Galapagos Islands, Ecuador — Following a relaxation in Ecuadorian government laws to boost the slowing, tourism-reliant economy in the pandemic, marine life in the Galápagos Islands faces risk from controversial longline fishing methods.

The commercial technique uses hundreds of hooks that are baited to catch fish but include endangered species like seabirds, turtles and sea lions.

Naming many of the marine creatures at risk from the practice, ranging from rare sea turtles to manta rays, seals and birds like the albatross, Green, who is also a Fellow of the Royal Geographical Society, a research scientist and expedition leader, said, “Anyone who has a vested interest in the future of this planet is absolutely horrified at this idea and quite frankly, even the fishermen themselves should be against this idea, because this does not benefit them either, in the short-term or in the long run.”

“In the few areas where there is tourism, we’re getting these particularly horrific scenes with sea lions with huge big hooks coming out of their mouths,” said Jonathan Green, director of the Galápagos Whale Shark Project. “When tourists vessels pull up the longlines, they’re almost invariably full of bycatch such as turtles, rays, sea lions, and many endangered species such as sharks, and critically endangered species such as hammerhead sharks.”

Green criticized the move by the Ecuadorian government and said longline fishing could prove “absolutely devastating” for the protected species which is the primary attraction for tourists in the region.

“Currently, because of the economic situation in the Galápagos, where 80 percent of the people depend on tourism, and tourism has collapsed because of the pandemic, some local fishermen have asked for longline fishing to be allowed.

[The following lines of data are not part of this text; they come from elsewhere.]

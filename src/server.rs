//! HTTP service: the memorial endpoint, static uploads and a health route.
//!
//! ## Routes
//!
//! | Method | Path                          | Purpose                          |
//! |--------|-------------------------------|----------------------------------|
//! | GET    | `/`                           | liveness message                 |
//! | POST   | `/api/generate-memorial-pdf`  | render and download a memorial   |
//! | GET    | `/uploads/*`                  | photos under `<public>/uploads`  |
//!
//! Every route gets permissive CORS (the form is served from another
//! origin), request tracing, and a body limit.
//!
//! ## Client disconnects
//!
//! The handler attaches a fresh [`CancellationToken`] to each render and
//! holds its drop guard. If the client goes away, hyper drops the handler
//! future, the guard cancels the token, and the render thread stops at the
//! next page boundary instead of drawing a document nobody will receive.

use crate::config::{RenderConfig, ServerConfig};
use crate::error::MemorialError;
use crate::generate::generate;
use crate::model::DocumentRequest;
use crate::stream::pdf_byte_stream;
use axum::body::{Body, Bytes};
use axum::extract::{DefaultBodyLimit, State};
use axum::http::header::{CONTENT_DISPOSITION, CONTENT_TYPE};
use axum::http::StatusCode;
use axum::response::{IntoResponse, Response};
use axum::routing::{get, post};
use axum::{Json, Router};
use chrono::Utc;
use serde_json::json;
use std::sync::Arc;
use tokio::net::TcpListener;
use tokio_util::sync::CancellationToken;
use tower_http::cors::CorsLayer;
use tower_http::services::ServeDir;
use tower_http::trace::TraceLayer;
use tracing::{error, info, warn};

/// Liveness message returned by `GET /`.
pub const HEALTH_MESSAGE: &str = "Servidor Memorial PDF funcionando";

#[derive(Clone)]
struct AppState {
    render: Arc<RenderConfig>,
}

/// Build the application router.
pub fn router(config: &ServerConfig) -> Router {
    let state = AppState {
        render: Arc::new(config.render.clone()),
    };

    let api = Router::new().route("/generate-memorial-pdf", post(generate_memorial_pdf));

    Router::new()
        .route("/", get(health))
        .nest("/api", api)
        .nest_service("/uploads", ServeDir::new(config.public_dir.join("uploads")))
        .layer(DefaultBodyLimit::max(config.body_limit))
        .layer(CorsLayer::permissive())
        .layer(TraceLayer::new_for_http())
        .with_state(state)
}

/// Bind and serve until Ctrl-C (or SIGTERM on Unix).
pub async fn run_server(config: ServerConfig) -> Result<(), MemorialError> {
    let addr = config.bind_addr();
    let listener = TcpListener::bind(addr)
        .await
        .map_err(MemorialError::Server)?;

    info!(
        "Memorial PDF server listening on {} (public dir: {})",
        addr,
        config.public_dir.display()
    );

    axum::serve(listener, router(&config))
        .with_graceful_shutdown(shutdown_signal())
        .await
        .map_err(MemorialError::Server)?;

    info!("Server stopped");
    Ok(())
}

async fn shutdown_signal() {
    let ctrl_c = async {
        if let Err(e) = tokio::signal::ctrl_c().await {
            warn!("Failed to install Ctrl+C handler: {}", e);
            std::future::pending::<()>().await;
        }
    };

    #[cfg(unix)]
    let terminate = async {
        match tokio::signal::unix::signal(tokio::signal::unix::SignalKind::terminate()) {
            Ok(mut sig) => {
                sig.recv().await;
            }
            Err(e) => {
                warn!("Failed to install SIGTERM handler: {}", e);
                std::future::pending::<()>().await;
            }
        }
    };

    #[cfg(not(unix))]
    let terminate = std::future::pending::<()>();

    tokio::select! {
        _ = ctrl_c => info!("Received Ctrl+C, shutting down"),
        _ = terminate => info!("Received SIGTERM, shutting down"),
    }
}

// ── Handlers ─────────────────────────────────────────────────────────────

async fn health() -> Json<serde_json::Value> {
    Json(json!({ "message": HEALTH_MESSAGE }))
}

async fn generate_memorial_pdf(State(state): State<AppState>, body: Bytes) -> Response {
    let request = match DocumentRequest::from_slice(&body) {
        Ok(request) => request,
        Err(e) => {
            warn!("Rejected memorial request: {}", e);
            return e.into_response();
        }
    };

    let token = CancellationToken::new();
    let _cancel_on_drop = token.clone().drop_guard();
    let mut config = RenderConfig::clone(&state.render);
    config.cancellation = Some(token);

    match generate(request, &config).await {
        Ok(output) => {
            let filename = format!("memorial-{}.pdf", Utc::now().timestamp_millis());
            info!("Sending {} ({} bytes)", filename, output.pdf.len());
            (
                StatusCode::OK,
                [
                    (CONTENT_TYPE, "application/pdf".to_string()),
                    (CONTENT_DISPOSITION, format!("attachment; filename={filename}")),
                ],
                Body::from_stream(pdf_byte_stream(output.pdf)),
            )
                .into_response()
        }
        Err(e) => {
            error!("Error generating PDF: {}", e);
            e.into_response()
        }
    }
}

impl IntoResponse for MemorialError {
    fn into_response(self) -> Response {
        let (status, body) = match &self {
            MemorialError::MissingEntries => (
                StatusCode::BAD_REQUEST,
                json!({ "error": self.to_string() }),
            ),
            MemorialError::InvalidRequest(detail) => (
                StatusCode::BAD_REQUEST,
                json!({ "error": "Datos del memorial inválidos", "message": detail }),
            ),
            _ => (
                StatusCode::INTERNAL_SERVER_ERROR,
                json!({ "error": "Error interno del servidor", "message": self.to_string() }),
            ),
        };
        (status, Json(body)).into_response()
    }
}
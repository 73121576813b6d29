//! End-to-end render tests: request in, parsed PDF out.
//!
//! Photos are written into a temporary public directory so each test
//! controls exactly which assets exist.

use image::{Rgb, RgbImage};
use memorial_pdf::{
    generate, generate_to_file, render_document, AssetError, DocumentRequest, ImageOutcome,
    MemorialEntry, PageKind, RenderConfig, Timestamp,
};
use serde_json::json;
use std::path::Path;
use tempfile::TempDir;

// ── Test helpers ─────────────────────────────────────────────────────────────

fn public_dir() -> TempDir {
    let dir = tempfile::tempdir().unwrap();
    std::fs::create_dir_all(dir.path().join("uploads")).unwrap();
    dir
}

fn write_photo(root: &Path, name: &str, w: u32, h: u32) {
    RgbImage::from_pixel(w, h, Rgb([180, 120, 90]))
        .save(root.join("uploads").join(name))
        .unwrap();
}

fn config(root: &Path) -> RenderConfig {
    RenderConfig::builder()
        .assets_root(root)
        .compress(false)
        .utc_offset(chrono::FixedOffset::east_opt(0).unwrap())
        .build()
        .unwrap()
}

fn page_count(pdf: &[u8]) -> usize {
    lopdf::Document::load_mem(pdf)
        .expect("output must parse as PDF")
        .get_pages()
        .len()
}

fn contains(haystack: &[u8], needle: &str) -> bool {
    haystack
        .windows(needle.len())
        .any(|w| w == needle.as_bytes())
}

fn entry(file: Option<&str>, title: &str, message: &str) -> MemorialEntry {
    MemorialEntry {
        file: file.map(str::to_string),
        title: Some(title.to_string()),
        message: Some(message.to_string()),
        created_at: None,
    }
}

// ── Structure ────────────────────────────────────────────────────────────────

#[test]
fn page_count_is_entries_plus_two() {
    let dir = public_dir();
    for n in [0usize, 1, 4] {
        let request = DocumentRequest::new(vec![MemorialEntry::default(); n]);
        let out = render_document(&request, &config(dir.path())).unwrap();
        assert_eq!(page_count(&out.pdf), n + 2, "{n} entries");
        assert_eq!(out.pages.first().unwrap().kind, PageKind::Cover);
        assert_eq!(out.pages.last().unwrap().kind, PageKind::Closing);
    }
}

#[test]
fn compressed_output_is_still_a_valid_pdf() {
    let dir = public_dir();
    let config = RenderConfig::builder()
        .assets_root(dir.path())
        .build()
        .unwrap();
    let request = DocumentRequest::new(vec![entry(None, "Uno", "Hola"); 2]);
    let out = render_document(&request, &config).unwrap();
    assert_eq!(page_count(&out.pdf), 4);
}

#[test]
fn entry_pages_carry_footers_and_text() {
    let dir = public_dir();
    let request = DocumentRequest::new(vec![
        entry(None, "Primera", "Gracias por todo"),
        entry(None, "Segunda", "Te recordamos"),
    ])
    .with_title("Familia Torres");
    let out = render_document(&request, &config(dir.path())).unwrap();

    assert!(contains(&out.pdf, "(Familia Torres) Tj"));
    assert!(contains(&out.pdf, "(1 de 2) Tj"));
    assert!(contains(&out.pdf, "(2 de 2) Tj"));
    assert!(contains(&out.pdf, "(Primera) Tj"));
    assert_eq!(out.pages[1].footer.as_deref(), Some("1 de 2"));
    assert_eq!(
        out.pages[2].kind,
        PageKind::Entry { index: 2, total: 2 }
    );
}

#[test]
fn entry_date_is_printed_in_spanish() {
    let dir = public_dir();
    let mut e = entry(None, "Cumple", "Feliz");
    e.created_at = Timestamp::parse("2024-01-15T10:30:00Z");
    let out = render_document(&DocumentRequest::new(vec![e]), &config(dir.path())).unwrap();
    assert!(contains(&out.pdf, "(15 de enero de 2024, 10:30) Tj"));
}

// ── Photos ───────────────────────────────────────────────────────────────────

#[test]
fn existing_photo_is_embedded() {
    let dir = public_dir();
    write_photo(dir.path(), "playa.png", 40, 30);
    let request = DocumentRequest::new(vec![entry(Some("/uploads/playa.png"), "Playa", "Sol")]);
    let out = render_document(&request, &config(dir.path())).unwrap();

    assert_eq!(
        out.pages[1].image,
        Some(ImageOutcome::Embedded {
            width: 40,
            height: 30
        })
    );
    assert_eq!(out.stats.images_embedded, 1);
    assert_eq!(out.stats.placeholders, 0);
    assert!(contains(&out.pdf, "/Subtype /Image"));
}

#[test]
fn large_photo_is_downscaled_before_embedding() {
    let dir = public_dir();
    write_photo(dir.path(), "grande.png", 400, 100);
    let config = RenderConfig::builder()
        .assets_root(dir.path())
        .max_image_pixels(100)
        .build()
        .unwrap();
    let request = DocumentRequest::new(vec![entry(Some("uploads/grande.png"), "G", "M")]);
    let out = render_document(&request, &config).unwrap();
    assert_eq!(
        out.pages[1].image,
        Some(ImageOutcome::Embedded {
            width: 100,
            height: 25
        })
    );
}

#[test]
fn missing_photo_falls_back_to_placeholder() {
    let dir = public_dir();
    let request = DocumentRequest::new(vec![entry(Some("/uploads/nope.jpg"), "Nada", "Aun asi")]);
    let out = render_document(&request, &config(dir.path())).unwrap();

    assert_eq!(out.pages[1].image, Some(ImageOutcome::Fallback));
    assert!(matches!(
        out.pages[1].asset_error,
        Some(AssetError::NotFound { .. })
    ));
    assert_eq!(page_count(&out.pdf), 3);
}

#[test]
fn corrupt_photo_falls_back_to_placeholder() {
    let dir = public_dir();
    std::fs::write(dir.path().join("uploads/roto.jpg"), b"not really a jpeg").unwrap();
    let request = DocumentRequest::new(vec![entry(Some("/uploads/roto.jpg"), "Roto", "x")]);
    let out = render_document(&request, &config(dir.path())).unwrap();
    assert!(matches!(
        out.pages[1].asset_error,
        Some(AssetError::Undecodable { .. })
    ));
}

#[test]
fn traversal_outside_public_dir_is_refused() {
    let dir = public_dir();
    let request = DocumentRequest::new(vec![entry(Some("../../etc/passwd"), "x", "y")]);
    let out = render_document(&request, &config(dir.path())).unwrap();
    assert!(matches!(
        out.pages[1].asset_error,
        Some(AssetError::InvalidPath { .. })
    ));
}

#[test]
fn one_bad_photo_does_not_affect_its_neighbours() {
    let dir = public_dir();
    write_photo(dir.path(), "a.png", 20, 20);
    write_photo(dir.path(), "c.png", 20, 20);
    let request = DocumentRequest::new(vec![
        entry(Some("/uploads/a.png"), "A", "1"),
        entry(Some("/uploads/b.png"), "B", "2"),
        entry(Some("/uploads/c.png"), "C", "3"),
    ]);
    let out = render_document(&request, &config(dir.path())).unwrap();
    assert_eq!(out.stats.images_embedded, 2);
    assert_eq!(out.stats.placeholders, 1);
    assert_eq!(out.pages[2].image, Some(ImageOutcome::Fallback));
}

// ── Messages ─────────────────────────────────────────────────────────────────

#[test]
fn long_message_is_clamped_and_truncated() {
    let dir = public_dir();
    let long = "Recuerdo cada tarde que pasamos juntos en el jardin. ".repeat(80);
    let request = DocumentRequest::new(vec![entry(None, "Largo", &long)]);
    let out = render_document(&request, &config(dir.path())).unwrap();

    let layout = out.pages[1].message.expect("message layout");
    assert!(layout.truncated);
    assert!(layout.natural_height > layout.panel_height);
    assert_eq!(out.stats.truncated_messages, 1);
}

#[test]
fn short_message_keeps_its_natural_height() {
    let dir = public_dir();
    let request = DocumentRequest::new(vec![entry(None, "Corto", "Te queremos.")]);
    let out = render_document(&request, &config(dir.path())).unwrap();

    let layout = out.pages[1].message.expect("message layout");
    assert!(!layout.truncated);
    assert_eq!(layout.panel_height, layout.natural_height);
    assert_eq!(layout.lines, 1);
}

// ── JSON in, file out ────────────────────────────────────────────────────────

#[test]
fn request_json_with_nulls_and_empty_strings_renders() {
    let dir = public_dir();
    let body = json!({
        "data": [
            { "file": "", "title": null, "message": "", "createdAt": "not a date" },
            { "title": "🌸🌸", "message": "Hola 👋 mundo", "createdAt": 1705314600000i64 }
        ]
    });
    let request = DocumentRequest::from_json(body).unwrap();
    let out = render_document(&request, &config(dir.path())).unwrap();

    assert_eq!(page_count(&out.pdf), 4);
    assert_eq!(out.pages[1].image, Some(ImageOutcome::Absent));
    assert!(out.pages[1].message.is_none());
    assert!(contains(&out.pdf, "(Hola mundo) Tj"));
    assert!(contains(&out.pdf, "(Memorial de Recuerdos) Tj"));
}

#[tokio::test]
async fn generate_to_file_writes_atomically() {
    let dir = public_dir();
    let out_path = dir.path().join("out/nested/memorial.pdf");
    let request = DocumentRequest::new(vec![entry(None, "Uno", "Dos")]);

    let stats = generate_to_file(request, &out_path, &config(dir.path()))
        .await
        .unwrap();

    let bytes = std::fs::read(&out_path).unwrap();
    assert_eq!(bytes.len(), stats.pdf_bytes);
    assert_eq!(page_count(&bytes), 3);
    assert!(!out_path.with_extension("pdf.tmp").exists());
}

#[tokio::test]
async fn concurrent_renders_are_independent() {
    let dir = public_dir();
    let config = config(dir.path());
    let a = generate(
        DocumentRequest::new(vec![entry(None, "A", "a"); 1]),
        &config,
    );
    let b = generate(
        DocumentRequest::new(vec![entry(None, "B", "b"); 3]),
        &config,
    );
    let (a, b) = tokio::join!(a, b);
    assert_eq!(page_count(&a.unwrap().pdf), 3);
    assert_eq!(page_count(&b.unwrap().pdf), 5);
}
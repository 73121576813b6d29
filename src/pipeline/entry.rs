//! Entry page: framed photo (or placeholder) beside a text panel.
//!
//! ## Field resolution
//!
//! Every optional field of a [`MemorialEntry`] is resolved exactly once into
//! an [`EntryFields`] before drawing starts: text is normalised and empty
//! results dropped, the photo is loaded (or the failure recorded), and the
//! timestamp formatted. The drawing code then only branches on `Option`s and
//! never touches the file system or the raw request.

use super::assets;
use super::layout::{EntryRegions, RenderContext};
use super::normalize::normalize_field;
use super::ornaments::{
    self, banded_gradient, frame, GOLD, SLATE_200, SLATE_300, SLATE_400, SLATE_50, SLATE_500,
    SLATE_700, SLATE_900,
};
use crate::config::RenderConfig;
use crate::error::AssetError;
use crate::model::MemorialEntry;
use crate::output::{ImageOutcome, MessageLayout, PageKind, PageReport};
use crate::phrases;
use image::DynamicImage;
use pdf_canvas::{Align, Color, Document, Font, Rect, TextOptions};
use tracing::{debug, warn};

const MESSAGE_FONT_SIZE: f32 = 11.0;
const MESSAGE_LINE_GAP: f32 = 4.0;

/// Photo state after resolution.
#[derive(Debug)]
pub enum Photo {
    Loaded(DynamicImage),
    Absent,
    Failed(AssetError),
}

/// An entry with every optional field resolved.
#[derive(Debug)]
pub struct EntryFields {
    pub title: Option<String>,
    pub message: Option<String>,
    pub date_label: Option<String>,
    pub photo: Photo,
}

impl EntryFields {
    pub fn resolve(entry: &MemorialEntry, config: &RenderConfig) -> Self {
        let photo = match entry.file.as_deref() {
            None => Photo::Absent,
            Some(file) => {
                match assets::load_image(&config.assets_root, file, config.max_image_pixels) {
                    Ok(img) => Photo::Loaded(img),
                    Err(e) => Photo::Failed(e),
                }
            }
        };
        Self {
            title: normalize_field(entry.title.as_deref()),
            message: normalize_field(entry.message.as_deref()),
            date_label: entry
                .created_at
                .map(|ts| phrases::format_date_time(ts.wall_clock(config.utc_offset))),
            photo,
        }
    }
}

/// Append one page for entry `index` (1-based) of `total`.
///
/// Photo problems never fail the page: the placeholder is drawn and the
/// reason recorded in the returned report.
pub fn draw_entry(
    doc: &mut Document,
    ctx: &RenderContext,
    fields: EntryFields,
    index: usize,
    total: usize,
) -> PageReport {
    doc.add_page();
    let mut report = PageReport::new(doc.page_count(), PageKind::Entry { index, total });
    let regions = ctx.entry_regions();

    doc.fill_color(SLATE_50)
        .fill_opacity(0.3)
        .rect(0.0, 0.0, ctx.page_width, ctx.page_height)
        .fill()
        .fill_opacity(1.0);
    frame(doc, ctx.content(), SLATE_200, 2.0);

    let footer = phrases::page_indicator(index, total);
    doc.fill_color(SLATE_700);
    doc.text(
        &footer,
        ctx.page_width - 120.0,
        ctx.margin + 15.0,
        &TextOptions::new(Font::Helvetica, 12.0),
    );
    report.footer = Some(footer);

    let image = regions.image;
    frame(doc, image.inset(-10.0), SLATE_300, 3.0);
    frame(doc, image.inset(-5.0), SLATE_200, 1.0);

    let outcome = match fields.photo {
        Photo::Loaded(img) => match doc.embed_image(&img) {
            Ok(id) => {
                doc.draw_image_fit(id, image);
                ImageOutcome::Embedded {
                    width: id.width,
                    height: id.height,
                }
            }
            Err(e) => {
                warn!("Page {}: photo could not be embedded: {}", report.page_num, e);
                placeholder(doc, image);
                ImageOutcome::Fallback
            }
        },
        Photo::Absent => {
            placeholder(doc, image);
            ImageOutcome::Absent
        }
        Photo::Failed(err) => {
            warn!("Page {}: {}; drawing placeholder", report.page_num, err);
            placeholder(doc, image);
            report.asset_error = Some(err);
            ImageOutcome::Fallback
        }
    };
    report.image = Some(outcome);

    report.message = text_panel(
        doc,
        &regions,
        fields.title.as_deref(),
        fields.message.as_deref(),
        fields.date_label.as_deref(),
    );

    ornaments::concentric(
        doc,
        (ctx.page_width - 60.0, ctx.page_height - 60.0),
        &[(15.0, SLATE_200), (10.0, SLATE_300), (5.0, SLATE_400)],
    );

    debug!(
        "Entry page {} drawn ({} de {}, image {:?})",
        report.page_num, index, total, outcome
    );
    report
}

fn text_panel(
    doc: &mut Document,
    regions: &EntryRegions,
    title: Option<&str>,
    message: Option<&str>,
    date_label: Option<&str>,
) -> Option<MessageLayout> {
    let t = regions.text;
    let panel = Rect::new(t.x - 15.0, t.y - 15.0, t.width + 30.0, t.height + 30.0);
    doc.fill_color(SLATE_50)
        .rect(panel.x, panel.y, panel.width, panel.height)
        .fill();
    frame(doc, panel, SLATE_300, 2.0);

    if let Some(title) = title {
        doc.fill_color(SLATE_900);
        doc.text(
            title,
            t.x,
            t.y + 20.0,
            &TextOptions::new(Font::HelveticaBold, 16.0)
                .width(t.width)
                .align(Align::Center),
        );
    }

    ornaments::rule(
        doc,
        (t.x + 15.0, t.y + 55.0),
        (t.right() - 15.0, t.y + 55.0),
        SLATE_400,
        1.0,
    );

    let layout = message.map(|message| message_block(doc, regions, message));

    if let Some(date) = date_label {
        doc.fill_color(SLATE_500);
        doc.text(
            date,
            t.x,
            t.y + t.height - 30.0,
            &TextOptions::new(Font::HelveticaOblique, 10.0)
                .width(t.width)
                .align(Align::Center),
        );
    }

    layout
}

/// Message inside a white quoted panel, clamped to the space between the
/// title rule and the date line.
fn message_block(doc: &mut Document, regions: &EntryRegions, message: &str) -> MessageLayout {
    let t = regions.text;
    let top = t.y + EntryRegions::MESSAGE_TOP;
    let text_x = t.x + 25.0;

    let base = TextOptions::new(Font::Helvetica, MESSAGE_FONT_SIZE)
        .width(t.width - 40.0)
        .align(Align::Justify)
        .line_gap(MESSAGE_LINE_GAP);
    let natural_height = doc.height_of_string(message, &base, text_x);
    let panel_height = natural_height.min(regions.message_max_height());

    let inner = Rect::new(t.x + 8.0, top - 10.0, t.width - 16.0, panel_height + 20.0);
    doc.fill_color(Color::WHITE)
        .rect(inner.x, inner.y, inner.width, inner.height)
        .fill();
    frame(doc, inner, SLATE_200, 1.0);

    let quote = TextOptions::new(Font::HelveticaBold, 18.0);
    doc.fill_color(SLATE_400);
    doc.text(phrases::OPEN_QUOTE, t.x + 15.0, top - 5.0, &quote);

    doc.fill_color(SLATE_700);
    let laid = doc.text(
        message,
        text_x,
        top + 5.0,
        &base.height(panel_height).ellipsis(true),
    );

    doc.fill_color(SLATE_400);
    doc.text(
        phrases::CLOSE_QUOTE,
        t.right() - 25.0,
        top + panel_height - 15.0,
        &quote,
    );

    MessageLayout {
        natural_height,
        panel_height,
        truncated: laid.truncated,
        lines: laid.lines.len(),
    }
}

/// Soft banded backdrop with a framed "photo" icon: circle, picture frame,
/// sun and mountain.
pub fn placeholder(doc: &mut Document, area: Rect) {
    banded_gradient(doc, area, 20, SLATE_200, |i| 0.1 + i as f32 / 20.0 * 0.1);
    frame(doc, area.inset(20.0), SLATE_300, 2.0);

    let size = 80.0_f32.min(area.width * 0.3).min(area.height * 0.3);
    let x = area.x + (area.width - size) / 2.0;
    let y = area.y + (area.height - size) / 2.0;
    let (cx, cy) = (x + size / 2.0, y + size / 2.0);

    ornaments::disc(doc, cx, cy, size / 2.0, SLATE_50);
    doc.stroke_color(SLATE_300)
        .line_width(2.0)
        .circle(cx, cy, size / 2.0)
        .stroke();

    frame(
        doc,
        Rect::new(x + 15.0, y + 15.0, size - 30.0, (size - 30.0) * 0.7),
        SLATE_400,
        3.0,
    );
    ornaments::disc(doc, x + 25.0, y + 25.0, 8.0, GOLD);
    doc.fill_color(SLATE_300)
        .polygon(&[
            (x + 15.0, y + size - 15.0),
            (x + 40.0, y + 40.0),
            (x + 65.0, y + size - 15.0),
        ])
        .fill();
}
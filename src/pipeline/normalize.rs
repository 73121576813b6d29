//! Text normalisation: deterministic cleanup of user-supplied strings.
//!
//! ## Why is normalisation necessary?
//!
//! Titles and messages come from browser forms and phone keyboards. They may
//! contain decomposed accents (`e` + U+0301), emoji that the base-14 PDF
//! fonts cannot draw, private-use glyphs from vendor keyboards, and stray
//! line breaks. Drawing any of those produces tofu or `?` boxes, so every
//! string passes through [`normalize`] before it reaches a page.
//!
//! ## Rule Order
//!
//! 1. Replace the mojibake sequence `%Ð` with `♥`
//! 2. Unicode NFC composition
//! 3. Strip pictographic emoji blocks
//! 4. Strip dingbats, private use, and the remaining supplementary symbol blocks
//! 5. Collapse whitespace runs to one space and trim
//!
//! Stripping can bring a `%` next to a `Ð`, or a combining mark next to its
//! base letter, so the rules repeat until the text stops changing. That makes
//! `normalize(normalize(s)) == normalize(s)` hold for every input.

use once_cell::sync::Lazy;
use regex::Regex;
use unicode_normalization::UnicodeNormalization;

/// Upper bound on rule rounds; real inputs settle in one or two.
const MAX_ROUNDS: usize = 8;

/// Clean a user string for drawing.
pub fn normalize(input: &str) -> String {
    let mut current = apply_rules(input);
    for _ in 1..MAX_ROUNDS {
        let next = apply_rules(&current);
        if next == current {
            break;
        }
        current = next;
    }
    current
}

/// Normalise an optional field, treating an empty result as absent.
pub fn normalize_field(input: Option<&str>) -> Option<String> {
    input.map(normalize).filter(|s| !s.is_empty())
}

fn apply_rules(input: &str) -> String {
    let s = replace_heart_mojibake(input);
    let s = compose(&s);
    let s = strip_emoji(&s);
    let s = strip_symbols(&s);
    collapse_whitespace(&s)
}

// ── Rule 1: %Ð → ♥ ───────────────────────────────────────────────────────────

fn replace_heart_mojibake(input: &str) -> String {
    input.replace("%Ð", "♥")
}

// ── Rule 2: NFC ──────────────────────────────────────────────────────────────

fn compose(input: &str) -> String {
    input.nfc().collect()
}

// ── Rule 3: Pictographic emoji ───────────────────────────────────────────────

static RE_EMOJI: Lazy<Regex> = Lazy::new(|| {
    Regex::new(concat!(
        r"[\x{1F600}-\x{1F64F}\x{1F300}-\x{1F5FF}\x{1F680}-\x{1F6FF}",
        r"\x{1F1E0}-\x{1F1FF}\x{1F700}-\x{1F77F}\x{1F780}-\x{1F7FF}",
        r"\x{1F800}-\x{1F8FF}\x{1F900}-\x{1F9FF}\x{1FA00}-\x{1FA6F}",
        r"\x{1FA70}-\x{1FAFF}]",
    ))
    .expect("emoji pattern is valid")
});

fn strip_emoji(input: &str) -> String {
    RE_EMOJI.replace_all(input, "").into_owned()
}

// ── Rule 4: Dingbats, private use, supplementary symbols ─────────────────────

static RE_SYMBOLS: Lazy<Regex> = Lazy::new(|| {
    Regex::new(r"[\x{2700}-\x{27BF}\x{E000}-\x{F8FF}\x{1F000}-\x{1F7FF}\x{1F910}-\x{1F9FF}]")
        .expect("symbol pattern is valid")
});

fn strip_symbols(input: &str) -> String {
    RE_SYMBOLS.replace_all(input, "").into_owned()
}

// ── Rule 5: Whitespace ───────────────────────────────────────────────────────

static RE_WHITESPACE: Lazy<Regex> =
    Lazy::new(|| Regex::new(r"\s+").expect("whitespace pattern is valid"));

fn collapse_whitespace(input: &str) -> String {
    RE_WHITESPACE.replace_all(input, " ").trim().to_string()
}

They have called it a different name, but it is actually just longline, with up to about 100 hooks,” he said, adding that the bycatch is often higher than the targeted catch itself. “It is being sold as a trial to restart the economy. In previous trials, because these hooks just catch anything that happens to be coming by, the levels of bycatch have reached 77 percent, and only 23 percent of what actually ended up on the hooks was the target fish.”

Green has also shared a non-exhaustive list of species that he says are currently threatened by this new policy. “Many are on the IUCN Red List and some are in critical danger of extinction,” he said. They include turtles such as hawksbill sea turtles (Eretmochelys imbricata), leatherback sea turtles (Dermochelys coriacea), as well as green sea turtles (Chelonia mydas) and olive ridley sea turtles (Lepidochelys olivacea).

There are also giant oceanic manta rays (Manta birostris) and mobula rays (Mobula), Galápagos sea lions (Zalophus wollebaeki), Galápagos fur seals (Arctocephalus galapagoensis), and even birds such as the waved albatross (Phoebastria irrorata).

Scientist drawing blood to a shark whale. (Simon J Pierce GWSP/Real Press)
Scientist drawing blood to a shark whale. (Simon J Pierce GWSP/Real Press)
Divers with a shark whale. (Jonathan R. Green GWSP/Real Press)
Divers with a shark whale. (Jonathan R. Green GWSP/Real Press)

Particularly threatened, as they are often targeted for their fins (used in cooking) by illegal Chinese fishing vessels and ships from other countries, according to Green, are silky sharks (Carcharhinus falciformis), scalloped hammerhead sharks (Sphyrna lewini), smooth hammerhead sharks (Sphyrna zygaena), Pelagic threshers (Alopias pelagicus), mako sharks (Isurus) such as the shortfin mako shark (Isurus oxyrichus), and oceanic whitetip sharks (Carcharhinus longimanus).

Green, speaking from the United Kingdom, revealed that this was the latest threat faced by the islands after Chinese fishing vessels had illegally “encroached upon the Galápagos marine reserve.”

He also stressed that this new policy is of grave concern, because the economic situation resulting from the coronavirus pandemic, is such that they feel like they have no alternative. “The government is probably trying to help in any manner that they can. Unfortunately, I think this is a particularly misguided and unhelpful act. And in the long term, the only thing it is going to do is dissuade people from visiting the Galápagos,” he said.

Jonnathan R. Green. (Sebastian C. Green/Real Press)

He clarified that it was only some fishermen who think that this policy, supported by the government with technical advice from the Galápagos National Park, could be beneficial. One of the solutions, according to Green, would be to look at how they can restart the economy with tourism and not with fishing, “and especially not with this kind of fishing, which is devastating to wildlife.”

Green started the Galápagos Whale Shark Project in the late 1980s with the goal of studying the mysterious species, believes that several problems in the area could be linked to massive over fishing. Citing Sir David Attenborough’s recent documentary, A life on Our Planet, he said that a tried and tested long-term solution would be to create more zones where fishing is banned, because this, in turn, leads to a spillover effect as replenished species of fish migrate out of the safe zones into areas where fishing is allowed.

Real Press contacted the Ecuadorian Ministry of Production, Foreign Trade, Investments and Fisheries as well as the Ministry for Environment and Water, and the Galápagos National Park for comment but had not received a reply at the time of writing.